Clarice Orsini, la moglie di Lorenzo il Magnifico: la storia la ricorderà soprattutto per questo.
di Livia Cruciani
precedente
A Monterotondo esiste un’associazione che porta il suo nome e che organizza in palazzo Orsini, ogni anno nel mese di ottobre, i “Fasti d’Autunno”, una rievocazione storica di fatti avvenuti nel XV e XVI secolo. Il tema dell’edizione di quest’anno è stato il matrimonio tra Clarice e Lorenzo de’Medici.
Clarice Orsini, la moglie di Lorenzo il Magnifico: la storia la ricorderà soprattutto per questo.
Con la consapevolezza che solo il tempo ci può dare, bisogna guardare alla sua persona con due diversi occhi: da una parte a lei come una Orsini, dall’altra come Clarice.
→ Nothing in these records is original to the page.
//! Departments and the roles they scope.

use serde::{Deserialize, Serialize};
use uuid::Uuid;

use crate::{Error, Result, volunteer::split_list};

/// Organisational grouping that scopes roles.
#[derive(Debug, Clone, PartialEq, Eq, Serialize, Deserialize)]
pub struct Department {
  pub department_id: Uuid,
  pub name:          String,
}

#[derive(Debug, Clone, Serialize, Deserialize)]
pub struct NewDepartment {
  pub name: String,
}

impl NewDepartment {
  pub fn validate(&self) -> Result<()> {
    if self.name.trim().is_empty() {
      return Err(Error::MissingField("department name"));
    }
    Ok(())
  }
}

/// A named responsibility within a department.
///
/// Participations refer to roles by `name`, not by id.
#[derive(Debug, Clone, PartialEq, Eq, Serialize, Deserialize)]
pub struct Role {
  pub role_id:          Uuid,
  pub name:             String,
  pub department_id:    Uuid,
  pub category:         String,
  pub responsibilities: String,
  pub comments:         String,
  pub preferred_skills: Vec<String>,
  pub time_commitment:  String,
}

/// Input to [`crate::store::RosterStore::add_role`].
#[derive(Debug, Clone, Default, Serialize, Deserialize)]
#[serde(default)]
pub struct NewRole {
  pub name:             String,
  pub department_id:    Option<Uuid>,
  pub category:         String,
  pub responsibilities: String,
  pub comments:         String,
  /// Comma-separated, as typed into the form.
  pub preferred_skills: String,
  pub time_commitment:  String,
}

impl NewRole {
  /// Check required fields, returning the department the role belongs to.
  pub fn validate(&self) -> Result<Uuid> {
    if self.name.trim().is_empty() {
      return Err(Error::MissingField("role name"));
    }
    self.department_id.ok_or(Error::NoDepartmentSelected)
  }

  /// Check required fields and build the stored record.
  pub fn into_role(self, role_id: Uuid) -> Result<Role> {
    let department_id = self.validate()?;
    let preferred_skills = split_list(&self.preferred_skills)
      .into_iter()
      .map(str::to_owned)
      .collect();
    Ok(Role {
      role_id,
      name: self.name,
      department_id,
      category: self.category,
      responsibilities: self.responsibilities,
      comments: self.comments,
      preferred_skills,
      time_commitment: self.time_commitment,
    })
  }
}

/// A role together with its owning department's display name.
#[derive(Debug, Clone, Serialize, Deserialize)]
pub struct RoleListing {
  #[serde(flatten)]
  pub role:            Role,
  pub department_name: String,
}

/// Pair each role with its department name, or `"Unknown"` if the department
/// is gone.
pub fn list_with_departments(
  roles: &[Role],
  departments: &[Department],
) -> Vec<RoleListing> {
  roles
    .iter()
    .map(|role| RoleListing {
      role:            role.clone(),
      department_name: departments
        .iter()
        .find(|d| d.department_id == role.department_id)
        .map(|d| d.name.clone())
        .unwrap_or_else(|| "Unknown".to_owned()),
    })
    .collect()
}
Che Lucrezia Tornabuoni, scegliendola come consorte dell’erede de’Medici, abbia dato una svolta fondamentale all’ascesa della famiglia fiorentina è fuori dubbio. La ragazza è la figlia del signore di Monterotondo, viene da una famiglia d’arme, ha un titolo nobiliare, una dote sostanziosa e, dulcis in fundo, i parenti sono molto vicini alla curia papale. I calcoli Lucrezia li ha fatti molto bene, il nome Orsini è un trampolino di lancio: suo nipote Giovanni salirà al soglio pontificio nel 1513 con il nome di Leone X.
Ma per Clarice, donna, moglie e madre, non possiamo dire che sia stato lo stesso.
Ha portato con sé una cospicua dote, 6000 fiorini romani che irrobustiscono le finanze dei Medici; loro, come contropartita, accettano di versare una somma molto inferiore, pari a un quarto della dote. Clarice sposa Lorenzo il 4 giugno 1469 e la famiglia che la accoglie celebra le nozze in modo imponente: si banchetta per tre giorni, sono uccisi 150 vitelli, 4.000 capponi e svuotate molte botti di vino toscano e non; gli sposi e gli invitati si deliziano con 17 quintali di dolciumi e confetti.
Le mense sono allestite nel giardino e nel cortile di palazzo Medici, dove sono collocate coppe di rame con vini di vario tipo intorno al piedistallo del David di Donatello. Sempre nel giardino si organizza la messinscena di una commedia mentre per le strade sfilano carri allegorici con drappi e fiori. Alla sposa è assegnato un posto in mezzo a cinquanta giovani dame sedute con lei al tavolo sistemato nella loggia del giardino; nella balconata superiore Lucrezia, seduta con dame più mature di età, sovraintende le celebrazioni. Chissà se la schiva Clarice, dal “capo non ardito” come l’aveva descritta la futura suocera, avrà apprezzato tanta magnificenza.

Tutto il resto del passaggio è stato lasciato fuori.